Your goal: Search the data for the string "addr" and copy each line where it turns up.

Data for this exercise:
···
// SPDX-License-Identifier: AGPL-3.0-or-later
//
// Copyright (C) 2026 Relational Network

use std::sync::Arc;

use tokio::net::TcpListener;
use tokio_util::sync::CancellationToken;
use tracing_subscriber::{layer::SubscriberExt, util::SubscriberInitExt, EnvFilter};

use cryptocase_server::{
    api::router,
    auth::Role,
    blockchain::{ConfirmationWorker, NodeHeartbeatTask},
    config::{LogFormat, SeedAdmin, ServerConfig},
    models::Department,
    state::{AuthConfig, AppState},
    storage::{Database, NewUser, NodeRepository, StorageResult, UserRepository},
};

fn init_tracing(format: LogFormat) {
    let filter =
        EnvFilter::try_from_default_env().unwrap_or_else(|_| EnvFilter::new("info,tower_http=debug"));
    let registry = tracing_subscriber::registry().with(filter);
    match format {
        LogFormat::Json => registry.with(tracing_subscriber::fmt::layer().json()).init(),
        LogFormat::Pretty => registry.with(tracing_subscriber::fmt::layer()).init(),
    }
}

/// Create the bootstrap administrator unless the username is taken.
fn seed_admin(db: &Database, seed: &SeedAdmin) -> StorageResult<()> {
    let users = UserRepository::new(db);
    if users.find_by_username(&seed.username)?.is_some() {
        return Ok(());
    }
    let admin = users.create(NewUser {
        username: seed.username.clone(),
        password: seed.password.clone(),
        full_name: "Portal Administrator".to_string(),
        badge_number: None,
        department: Department::CyberCrimeCell,
        role: Role::Admin,
    })?;
    tracing::info!(user_id = %admin.id, username = %admin.username, "Seeded administrator account");
    Ok(())
}

async fn shutdown_signal(shutdown: CancellationToken) {
    let ctrl_c = async {
        if let Err(e) = tokio::signal::ctrl_c().await {
            tracing::error!(error = %e, "Failed to listen for Ctrl+C");
            std::future::pending::<()>().await;
        }
    };

    #[cfg(unix)]
    let terminate = async {
        match tokio::signal::unix::signal(tokio::signal::unix::SignalKind::terminate()) {
            Ok(mut signal) => {
                signal.recv().await;
            }
            Err(e) => {
                tracing::error!(error = %e, "Failed to listen for SIGTERM");
                std::future::pending::<()>().await;
            }
        }
    };

    #[cfg(not(unix))]
    let terminate = std::future::pending::<()>();

    tokio::select! {
        _ = ctrl_c => {}
        _ = terminate => {}
    }

    tracing::info!("Shutdown signal received");
    shutdown.cancel();
}

#[tokio::main]
async fn main() -> Result<(), Box<dyn std::error::Error>> {
    init_tracing(LogFormat::from_env());
    let config = ServerConfig::from_env();
    tracing::info!(?config, "Starting cryptocase portal");

    let db = Arc::new(Database::open(&config.database_path())?);
    if let Some(seed) = config.seed_admin.clone() {
        let db = db.clone();
        tokio::task::spawn_blocking(move || seed_admin(&db, &seed)).await??;
    }
    let seeded_nodes = NodeRepository::new(&db).seed_defaults()?;
    if seeded_nodes > 0 {
        tracing::info!(count = seeded_nodes, "Registered default confirmation nodes");
    }

    let auth_config = AuthConfig::from(&config);
    if !auth_config.is_production() {
        tracing::warn!("JWT_SECRET not set; running in development mode with unverified tokens");
    }
    let state = AppState::new(db.clone(), auth_config);

    let shutdown = CancellationToken::new();
    let confirmer = ConfirmationWorker::new(db.clone(), state.events.clone())
        .with_delay(config.confirmation_delay)
        .with_poll_interval(config.poll_interval);
    let heartbeat = NodeHeartbeatTask::new(db.clone(), state.events.clone())
        .with_interval(config.heartbeat_interval);
    let workers = [
        tokio::spawn(confirmer.run(shutdown.clone())),
        tokio::spawn(heartbeat.run(shutdown.clone())),
    ];

    let app = router(state, config.static_dir.as_deref());
    let addr = config.bind_address();
    let listener = TcpListener::bind(&addr).await?;
    tracing::info!(%addr, "Portal listening (docs at /docs)");

    axum::serve(listener, app)
        .with_graceful_shutdown(shutdown_signal(shutdown.clone()))
        .await?;

    shutdown.cancel();
    for worker in workers {
        if let Err(e) = worker.await {
            tracing::warn!(error = %e, "Background task ended abnormally");
        }
    }
    tracing::info!("Server stopped");
    Ok(())
}
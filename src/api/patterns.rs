// SPDX-License-Identifier: AGPL-3.0-or-later
//
// Copyright (C) 2026 Relational Network

//! Suspicious pattern endpoints. Detection runs live under
//! `/api/cases/{id}/patterns/detect`; these cover manual records and review.

use axum::{
    extract::{Path, State},
    http::StatusCode,
    Json,
};

use super::extract::{ApiJson, ApiQuery};
use super::ListResponse;
use crate::{
    auth::{Auth, Writer},
    error::ApiError,
    state::AppState,
    storage::{
        AuditContext, NewPattern, Pagination, PatternFilter, PatternPatch, PatternRepository,
        SuspiciousPattern,
    },
};

#[utoipa::path(
    get,
    path = "/api/patterns",
    tag = "Patterns",
    security(("bearer_auth" = [])),
    params(PatternFilter, Pagination),
    responses(
        (status = 200, description = "Patterns", body = ListResponse<SuspiciousPattern>)
    )
)]
pub async fn list_patterns(
    Auth(_user): Auth,
    State(state): State<AppState>,
    ApiQuery(filter): ApiQuery<PatternFilter>,
    ApiQuery(pagination): ApiQuery<Pagination>,
) -> Result<Json<ListResponse<SuspiciousPattern>>, ApiError> {
    let page = PatternRepository::new(&state.db).list(&filter, pagination)?;
    Ok(Json(page.into()))
}

#[utoipa::path(
    post,
    path = "/api/patterns",
    tag = "Patterns",
    security(("bearer_auth" = [])),
    request_body = NewPattern,
    responses(
        (status = 201, description = "Pattern recorded", body = SuspiciousPattern),
        (status = 400, description = "Invalid pattern or dangling reference"),
        (status = 403, description = "Read-only role")
    )
)]
pub async fn create_pattern(
    Writer(user): Writer,
    State(state): State<AppState>,
    ApiJson(request): ApiJson<NewPattern>,
) -> Result<(StatusCode, Json<SuspiciousPattern>), ApiError> {
    let pattern = PatternRepository::new(&state.db).create(&AuditContext::from(&user), request)?;
    Ok((StatusCode::CREATED, Json(pattern)))
}

#[utoipa::path(
    get,
    path = "/api/patterns/{id}",
    tag = "Patterns",
    security(("bearer_auth" = [])),
    params(("id" = String, Path, description = "Pattern ID")),
    responses(
        (status = 200, description = "Pattern", body = SuspiciousPattern),
        (status = 404, description = "Pattern not found")
    )
)]
pub async fn get_pattern(
    Auth(_user): Auth,
    State(state): State<AppState>,
    Path(id): Path<String>,
) -> Result<Json<SuspiciousPattern>, ApiError> {
    Ok(Json(PatternRepository::new(&state.db).get(&id)?))
}

#[utoipa::path(
    patch,
    path = "/api/patterns/{id}",
    tag = "Patterns",
    security(("bearer_auth" = [])),
    params(("id" = String, Path, description = "Pattern ID")),
    request_body = PatternPatch,
    responses(
        (status = 200, description = "Pattern updated", body = SuspiciousPattern),
        (status = 403, description = "Read-only role"),
        (status = 404, description = "Pattern not found")
    )
)]
pub async fn update_pattern(
    Writer(_user): Writer,
    State(state): State<AppState>,
    Path(id): Path<String>,
    ApiJson(patch): ApiJson<PatternPatch>,
) -> Result<Json<SuspiciousPattern>, ApiError> {
    Ok(Json(PatternRepository::new(&state.db).update(&id, patch)?))
}
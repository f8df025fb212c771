// SPDX-License-Identifier: AGPL-3.0-or-later
//
// Copyright (C) 2026 Relational Network

//! Aggregate counts for the landing dashboard.

use std::collections::BTreeMap;

use axum::{extract::State, Json};
use serde::Serialize;
use utoipa::ToSchema;

use crate::{
    auth::Auth,
    error::ApiError,
    state::AppState,
    storage::{
        Case, CaseRepository, LedgerRepository, NodeRepository, PatternFilter, PatternRepository,
        PatternStatus, Pagination, RiskLevel, StrRepository, TransactionRepository,
        WalletRepository, WalletStatus,
    },
};

/// Number of cases listed under `recent_cases`.
const RECENT_CASES: usize = 5;

#[derive(Debug, Serialize, ToSchema)]
pub struct CaseCounts {
    pub total: usize,
    /// Keyed by status tag.
    pub by_status: BTreeMap<String, usize>,
    /// Not yet resolved or closed.
    pub open: usize,
    pub resolved: usize,
    pub total_amount_lost: f64,
}

#[derive(Debug, Serialize, ToSchema)]
pub struct WalletCounts {
    pub total: usize,
    /// Risk level high or critical.
    pub high_risk: usize,
    pub frozen: usize,
}

#[derive(Debug, Serialize, ToSchema)]
pub struct TransactionCounts {
    pub total: usize,
    pub suspicious: usize,
}

#[derive(Debug, Serialize, ToSchema)]
pub struct PatternCounts {
    pub total: usize,
    pub unreviewed: usize,
}

#[derive(Debug, Serialize, ToSchema)]
pub struct LedgerCounts {
    pub height: u64,
    pub pending: usize,
    pub active_nodes: usize,
}

#[derive(Debug, Serialize, ToSchema)]
pub struct DashboardResponse {
    pub cases: CaseCounts,
    pub wallets: WalletCounts,
    pub transactions: TransactionCounts,
    pub patterns: PatternCounts,
    /// STR count keyed by status tag.
    pub str_reports: BTreeMap<String, usize>,
    pub ledger: LedgerCounts,
    /// Most recently opened cases.
    pub recent_cases: Vec<Case>,
}

#[utoipa::path(
    get,
    path = "/api/dashboard",
    tag = "Dashboard",
    security(("bearer_auth" = [])),
    responses(
        (status = 200, description = "Dashboard counts", body = DashboardResponse)
    )
)]
pub async fn dashboard(
    Auth(_user): Auth,
    State(state): State<AppState>,
) -> Result<Json<DashboardResponse>, ApiError> {
    let db = &state.db;

    let mut cases = CaseRepository::new(db).all()?;
    let mut by_status = BTreeMap::new();
    for case in &cases {
        *by_status.entry(case.status.as_str().to_string()).or_insert(0) += 1;
    }
    let resolved = cases.iter().filter(|c| c.status.is_resolved()).count();
    let case_counts = CaseCounts {
        total: cases.len(),
        by_status,
        open: cases.len() - resolved,
        resolved,
        total_amount_lost: cases.iter().map(|c| c.amount_lost).sum(),
    };
    cases.sort_by(|a, b| b.created_at.cmp(&a.created_at));
    cases.truncate(RECENT_CASES);

    let wallets = WalletRepository::new(db).all()?;
    let wallet_counts = WalletCounts {
        total: wallets.len(),
        high_risk: wallets.iter().filter(|w| w.risk_level >= RiskLevel::High).count(),
        frozen: wallets.iter().filter(|w| w.status == WalletStatus::Frozen).count(),
    };

    let transactions = TransactionRepository::new(db).all()?;
    let transaction_counts = TransactionCounts {
        total: transactions.len(),
        suspicious: transactions.iter().filter(|t| t.is_suspicious).count(),
    };

    let patterns = PatternRepository::new(db).list(&PatternFilter::default(), Pagination::all())?;
    let pattern_counts = PatternCounts {
        total: patterns.total,
        unreviewed: patterns
            .items
            .iter()
            .filter(|p| p.status == PatternStatus::New)
            .count(),
    };

    let mut str_reports = BTreeMap::new();
    for report in StrRepository::new(db).all()? {
        *str_reports.entry(report.status.as_str().to_string()).or_insert(0) += 1;
    }

    let ledger = LedgerRepository::new(db);
    let ledger_counts = LedgerCounts {
        height: ledger.height()?,
        pending: ledger.pending_count()?,
        active_nodes: NodeRepository::new(db).active()?.len(),
    };

    Ok(Json(DashboardResponse {
        cases: case_counts,
        wallets: wallet_counts,
        transactions: transaction_counts,
        patterns: pattern_counts,
        str_reports,
        ledger: ledger_counts,
        recent_cases: cases,
    }))
}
···
Your solution:
    let addr = config.bind_address();
    let listener = TcpListener::bind(&addr).await?;
    tracing::info!(%addr, "Portal listening (docs at /docs)");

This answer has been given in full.